Start of Provided records

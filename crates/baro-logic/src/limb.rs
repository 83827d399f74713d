//! Runtime limbs and the joints that link them.
//!
//! A limb owns one physics body. A joint references two limbs by index and
//! owns one revolute constraint. Severing is one-way: a severed joint never
//! applies force again, and limbs cut off from the main limb become free
//! bodies that the gaits skip.

use serde::{Deserialize, Serialize};

use crate::math::Vec2;
use crate::params::LimbType;
use crate::physics::{BodyHandle, JointHandle, PhysicsWorld};

/// Facing of a character. Ragdolls are authored facing right.
#[derive(Debug, Clone, Copy, PartialEq, Eq, Hash, Serialize, Deserialize)]
pub enum Direction {
    Left,
    Right,
}

impl Direction {
    /// `1.0` for right, `-1.0` for left.
    pub fn sign(self) -> f32 {
        match self {
            Direction::Left => -1.0,
            Direction::Right => 1.0,
        }
    }

    pub fn opposite(self) -> Self {
        match self {
            Direction::Left => Direction::Right,
            Direction::Right => Direction::Left,
        }
    }

    /// Mirror an authored (right-facing) local vector into this facing.
    pub fn apply(self, v: Vec2) -> Vec2 {
        Vec2::new(v.x * self.sign(), v.y)
    }
}

/// One body segment of a ragdoll.
#[derive(Debug, Clone, PartialEq)]
pub struct Limb {
    /// Id from the ragdoll params; foot angle maps are keyed by it.
    pub id: u32,
    pub limb_type: LimbType,
    pub body: BodyHandle,
    /// Local mouth offset (scaled, right-facing).
    pub mouth_pos: Option<Vec2>,
    /// Step target offset (scaled, right-facing).
    pub step_offset: Vec2,
    /// Index into the ragdoll's joint list. Not validated at build time.
    pub ref_joint_index: Option<usize>,
    pub steer_force: f32,
    /// Mirrored when the character turns around.
    pub flip: bool,
    /// Sprite orientation in radians.
    pub orientation: f32,
    pub constant_torque: f32,
    /// Radians.
    pub constant_angle: f32,
    /// Accumulated damage on this body part.
    pub damage: f32,
    pub(crate) severed: bool,
}

impl Limb {
    pub fn is_severed(&self) -> bool {
        self.severed
    }

    pub fn position(&self, physics: &PhysicsWorld) -> Vec2 {
        physics.body(self.body).position
    }

    pub fn rotation(&self, physics: &PhysicsWorld) -> f32 {
        physics.body(self.body).rotation
    }

    pub fn mass(&self, physics: &PhysicsWorld) -> f32 {
        physics.body(self.body).mass
    }

    /// World position of the pull joint anchor on this limb.
    pub fn pull_anchor(&self, physics: &PhysicsWorld) -> Vec2 {
        let body = physics.body(self.body);
        body.world_point(body.pull_joint.local_anchor)
    }

    /// World position of the mouth, if the limb has one.
    pub fn mouth_world(&self, physics: &PhysicsWorld, dir: Direction) -> Option<Vec2> {
        self.mouth_pos
            .map(|m| physics.body(self.body).world_point(dir.apply(m)))
    }
}

/// A motorized, angle-limited link between two limbs.
#[derive(Debug, Clone, PartialEq)]
pub struct LimbJoint {
    pub handle: JointHandle,
    /// Index of the first limb in the ragdoll.
    pub limb_a: usize,
    /// Index of the second limb in the ragdoll.
    pub limb_b: usize,
    pub can_be_severed: bool,
    pub(crate) severed: bool,
}

impl LimbJoint {
    pub fn is_severed(&self) -> bool {
        self.severed
    }

    /// Disable the constraint for good. The rapier joint is dropped at the
    /// next step.
    pub(crate) fn sever(&mut self, physics: &mut PhysicsWorld) {
        self.severed = true;
        physics.joint_mut(self.handle).enabled = false;
    }
}

/// Transform of one limb, as read by the renderer.
#[derive(Debug, Clone, Copy, PartialEq, Serialize, Deserialize)]
pub struct LimbTransform {
    pub limb_id: u32,
    pub position: Vec2,
    pub rotation: f32,
    pub severed: bool,
}

#[cfg(test)]
mod tests {
    use super::*;
    use crate::physics::{RevoluteJoint, RigidBody, Shape};

    #[test]
    fn test_direction_mirror() {
        let v = Vec2::new(0.3, 0.1);
        assert_eq!(Direction::Right.apply(v), v);
        assert_eq!(Direction::Left.apply(v), Vec2::new(-0.3, 0.1));
        assert_eq!(Direction::Left.opposite(), Direction::Right);
    }

    #[test]
    fn test_sever_disables_constraint() {
        let mut physics = PhysicsWorld::default();
        let a = physics.add_body(RigidBody::new(Shape::Circle { radius: 0.1 }, 1.0, Vec2::ZERO));
        let b = physics.add_body(RigidBody::new(Shape::Circle { radius: 0.1 }, 1.0, Vec2::UNIT_X));
        let handle = physics.add_joint(RevoluteJoint::new(a, b, Vec2::ZERO, Vec2::ZERO));
        physics.step(crate::physics::NOMINAL_STEP);
        assert!(physics.is_joint_simulated(handle));
        let mut joint = LimbJoint {
            handle,
            limb_a: 0,
            limb_b: 1,
            can_be_severed: true,
            severed: false,
        };
        joint.sever(&mut physics);
        assert!(joint.is_severed());
        assert!(!physics.joint(handle).enabled);
        physics.step(crate::physics::NOMINAL_STEP);
        assert!(!physics.is_joint_simulated(handle));
    }
}
//! Designer-tunable parameter objects with named-property tables.
//!
//! Every parameter type registers a static table of properties
//! (name → getter/setter, kind, range). The in-game editor only needs the
//! object-safe [`Editable`] capability to enumerate, read, write and reset
//! properties generically, without knowing the concrete type.
//!
//! ```
//! use baro_logic::params::{Editable, ParamValue, RagdollParams};
//!
//! let mut ragdoll = RagdollParams::default();
//! assert!(ragdoll.property_names().contains(&"joint_scale"));
//! ragdoll.set("joint_scale", ParamValue::Float(0.5)).unwrap();
//! assert_eq!(ragdoll.get("joint_scale").unwrap(), ParamValue::Float(0.5));
//! ragdoll.reset();
//! assert_eq!(ragdoll.joint_scale, 1.0);
//! ```

use serde::{Deserialize, Serialize};

use crate::math::{self, Vec2};

/// Kind of value a property holds.
#[derive(Debug, Clone, Copy, PartialEq, Eq, Serialize, Deserialize)]
pub enum ParamKind {
    Float,
    /// A float that may be unset (e.g. an angle the gait should not drive).
    OptionalFloat,
    Bool,
    Vector,
}

/// A dynamically typed property value exchanged with the editor.
#[derive(Debug, Clone, Copy, PartialEq, Serialize, Deserialize)]
pub enum ParamValue {
    Float(f32),
    OptionalFloat(Option<f32>),
    Bool(bool),
    Vector(Vec2),
}

impl ParamValue {
    pub fn kind(&self) -> ParamKind {
        match self {
            ParamValue::Float(_) => ParamKind::Float,
            ParamValue::OptionalFloat(_) => ParamKind::OptionalFloat,
            ParamValue::Bool(_) => ParamKind::Bool,
            ParamValue::Vector(_) => ParamKind::Vector,
        }
    }
}

/// Errors returned by named-property access.
#[derive(Debug, Clone, PartialEq, thiserror::Error)]
pub enum ParamError {
    #[error("unknown property `{0}`")]
    UnknownProperty(String),
    #[error("property `{name}` expects {expected:?}, got {got:?}")]
    WrongKind {
        name: String,
        expected: ParamKind,
        got: ParamKind,
    },
    #[error("value {value} for `{name}` is outside [{min}, {max}]")]
    OutOfRange {
        name: String,
        value: f32,
        min: f32,
        max: f32,
    },
}

/// One entry of a property table.
pub struct Property<T: 'static> {
    pub name: &'static str,
    pub description: &'static str,
    pub kind: ParamKind,
    /// Inclusive bounds for float-valued properties.
    pub range: Option<(f32, f32)>,
    pub get: fn(&T) -> ParamValue,
    /// Called only with a value of the declared kind.
    pub set: fn(&mut T, ParamValue),
}

/// Types that expose a static property table.
pub trait PropertyTable: Default + Sized + 'static {
    fn properties() -> &'static [Property<Self>];
}

/// Object-safe named-property capability used by the parameter editor.
pub trait Editable {
    fn property_names(&self) -> Vec<&'static str>;
    fn get(&self, name: &str) -> Result<ParamValue, ParamError>;
    fn set(&mut self, name: &str, value: ParamValue) -> Result<(), ParamError>;
    fn default_value(&self, name: &str) -> Result<ParamValue, ParamError>;
    /// Restore every table property to its default. Data outside the table
    /// (limb lists, foot angle maps) is kept.
    fn reset(&mut self);
}

fn find<T: PropertyTable>(name: &str) -> Result<&'static Property<T>, ParamError> {
    T::properties()
        .iter()
        .find(|p| p.name == name)
        .ok_or_else(|| ParamError::UnknownProperty(name.to_string()))
}

fn check_value<T>(property: &Property<T>, value: ParamValue) -> Result<(), ParamError> {
    if value.kind() != property.kind {
        return Err(ParamError::WrongKind {
            name: property.name.to_string(),
            expected: property.kind,
            got: value.kind(),
        });
    }
    let scalar = match value {
        ParamValue::Float(v) => Some(v),
        ParamValue::OptionalFloat(v) => v,
        _ => None,
    };
    if let (Some(v), Some((min, max))) = (scalar, property.range) {
        if !v.is_finite() || v < min || v > max {
            return Err(ParamError::OutOfRange {
                name: property.name.to_string(),
                value: v,
                min,
                max,
            });
        }
    }
    Ok(())
}

impl<T: PropertyTable> Editable for T {
    fn property_names(&self) -> Vec<&'static str> {
        T::properties().iter().map(|p| p.name).collect()
    }

    fn get(&self, name: &str) -> Result<ParamValue, ParamError> {
        let property = find::<T>(name)?;
        Ok((property.get)(self))
    }

    fn set(&mut self, name: &str, value: ParamValue) -> Result<(), ParamError> {
        let property = find::<T>(name)?;
        check_value(property, value)?;
        (property.set)(self, value);
        Ok(())
    }

    fn default_value(&self, name: &str) -> Result<ParamValue, ParamError> {
        let property = find::<T>(name)?;
        Ok((property.get)(&T::default()))
    }

    fn reset(&mut self) {
        let defaults = T::default();
        for property in T::properties() {
            (property.set)(self, (property.get)(&defaults));
        }
    }
}

/// Degrees → radians for an optional designer angle; NaN falls back to 0.
pub fn angle_radians(degrees: Option<f32>) -> Option<f32> {
    degrees.map(|d| math::valid_or_zero(d.to_radians()))
}

macro_rules! float_property {
    ($ty:ty, $name:literal, $desc:literal, [$min:expr, $max:expr], $($field:ident).+) => {
        $crate::params::Property::<$ty> {
            name: $name,
            description: $desc,
            kind: $crate::params::ParamKind::Float,
            range: Some(($min, $max)),
            get: |p: &$ty| $crate::params::ParamValue::Float(p.$($field).+),
            set: |p: &mut $ty, v: $crate::params::ParamValue| {
                if let $crate::params::ParamValue::Float(v) = v {
                    p.$($field).+ = v;
                }
            },
        }
    };
}

macro_rules! angle_property {
    ($ty:ty, $name:literal, $desc:literal, $($field:ident).+) => {
        $crate::params::Property::<$ty> {
            name: $name,
            description: $desc,
            kind: $crate::params::ParamKind::OptionalFloat,
            range: Some((-360.0, 360.0)),
            get: |p: &$ty| $crate::params::ParamValue::OptionalFloat(p.$($field).+),
            set: |p: &mut $ty, v: $crate::params::ParamValue| {
                if let $crate::params::ParamValue::OptionalFloat(v) = v {
                    p.$($field).+ = v;
                }
            },
        }
    };
}

macro_rules! bool_property {
    ($ty:ty, $name:literal, $desc:literal, $($field:ident).+) => {
        $crate::params::Property::<$ty> {
            name: $name,
            description: $desc,
            kind: $crate::params::ParamKind::Bool,
            range: None,
            get: |p: &$ty| $crate::params::ParamValue::Bool(p.$($field).+),
            set: |p: &mut $ty, v: $crate::params::ParamValue| {
                if let $crate::params::ParamValue::Bool(v) = v {
                    p.$($field).+ = v;
                }
            },
        }
    };
}

macro_rules! vector_property {
    ($ty:ty, $name:literal, $desc:literal, $($field:ident).+) => {
        $crate::params::Property::<$ty> {
            name: $name,
            description: $desc,
            kind: $crate::params::ParamKind::Vector,
            range: None,
            get: |p: &$ty| $crate::params::ParamValue::Vector(p.$($field).+),
            set: |p: &mut $ty, v: $crate::params::ParamValue| {
                if let $crate::params::ParamValue::Vector(v) = v {
                    p.$($field).+ = v;
                }
            },
        }
    };
}

pub(crate) use angle_property;
pub(crate) use bool_property;
pub(crate) use float_property;
pub(crate) use vector_property;

// submodules come after the table macros they use
pub mod animation;
pub mod ragdoll;

pub use animation::{
    AnimationParams, AnimationSet, AnimationType, FishGroundedParams, FishSwimParams,
    HumanGroundedParams, HumanSwimParams,
};
pub use ragdoll::{JointParams, LimbParams, LimbType, RagdollParams};

#[cfg(test)]
mod tests {
    use super::*;

    #[test]
    fn test_unknown_property() {
        let params = RagdollParams::default();
        assert_eq!(
            params.get("no_such_thing"),
            Err(ParamError::UnknownProperty("no_such_thing".into()))
        );
    }

    #[test]
    fn test_wrong_kind_rejected() {
        let mut params = RagdollParams::default();
        let err = params.set("joint_scale", ParamValue::Bool(true)).unwrap_err();
        assert!(matches!(err, ParamError::WrongKind { .. }));
        assert_eq!(params.joint_scale, 1.0);
    }

    #[test]
    fn test_out_of_range_rejected() {
        let mut params = RagdollParams::default();
        let err = params.set("joint_scale", ParamValue::Float(-1.0)).unwrap_err();
        assert!(matches!(err, ParamError::OutOfRange { .. }));
        let err = params
            .set("joint_scale", ParamValue::Float(f32::NAN))
            .unwrap_err();
        assert!(matches!(err, ParamError::OutOfRange { .. }));
    }

    #[test]
    fn test_default_value_lookup() {
        let mut params = RagdollParams::default();
        params.set("limb_scale", ParamValue::Float(2.0)).unwrap();
        assert_eq!(
            params.default_value("limb_scale").unwrap(),
            ParamValue::Float(1.0)
        );
    }

    #[test]
    fn test_angle_radians_nan_falls_back_to_zero() {
        assert_eq!(angle_radians(Some(f32::NAN)), Some(0.0));
        assert_eq!(angle_radians(None), None);
        let r = angle_radians(Some(180.0)).unwrap();
        assert!((r - std::f32::consts::PI).abs() < 1e-6);
    }

    #[test]
    fn test_generic_editor_walk() {
        // the editor walks any parameter object through the trait object
        let mut ragdoll = RagdollParams::default();
        let editable: &mut dyn Editable = &mut ragdoll;
        for name in editable.property_names() {
            let value = editable.get(name).unwrap();
            editable.set(name, value).unwrap();
        }
    }
}
//! Pure ragdoll animation logic for BaroSim.
//!
//! This crate contains the character animation core independent of any
//! ECS or engine: a small deterministic physics world, ragdolls built from
//! designer parameters, and the per-character controller that drives them
//! with species-specific gaits. Functions take plain data, which keeps
//! everything unit-testable.
//!
//! # Module Overview
//!
//! | Module | Purpose |
//! |--------|---------|
//! | [`anim`] | AnimController, gait strategies (fish, humanoid), tuning config |
//! | [`character`] | Vitals, input and movement control around the controller |
//! | [`content`] | Species parameters, built-in species, JSON content registry |
//! | [`error`] | Content and animation error types |
//! | [`hull`] | Hulls and gaps: water flow, pressure, oxygen |
//! | [`limb`] | Limbs, joints, facing direction, render transforms |
//! | [`lod`] | Level-of-detail tiers for distant ragdolls |
//! | [`math`] | 2D vectors and angle helpers |
//! | [`params`] | Editable ragdoll and animation parameter objects |
//! | [`physics`] | Minimal 2D rigid-body world with revolute and pull joints |
//! | [`predation`] | Bites that tear limbs off prey |
//! | [`ragdoll`] | Limb/joint assembly, flipping, severing, simple physics |

pub mod anim;
pub mod character;
pub mod content;
pub mod error;
pub mod hull;
pub mod limb;
pub mod lod;
pub mod math;
pub mod params;
pub mod physics;
pub mod predation;
pub mod ragdoll;

pub use anim::{AnimConfig, AnimController, AnimInput, AnimState};
pub use character::{Character, CharacterInput};
pub use content::{BodyPlan, ContentRegistry, SpeciesParams};
pub use error::{AnimError, ContentError};
pub use math::Vec2;
pub use physics::PhysicsWorld;
pub use ragdoll::Ragdoll;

End of Provided records

> Exercise requirements
Reproduce word for word the lines of the records above, beginning at the first and ending with the line where "authored facing right." appears, and nothing past it.

> Result of this exercise
filename crates/baro-logic/src/limb.rs
repository 83827d399f74713d
//! Runtime limbs and the joints that link them.
//!
//! A limb owns one physics body. A joint references two limbs by index and
//! owns one revolute constraint. Severing is one-way: a severed joint never
//! applies force again, and limbs cut off from the main limb become free
//! bodies that the gaits skip.

use serde::{Deserialize, Serialize};

use crate::math::Vec2;
use crate::params::LimbType;
use crate::physics::{BodyHandle, JointHandle, PhysicsWorld};

/// Facing of a character. Ragdolls are authored facing right.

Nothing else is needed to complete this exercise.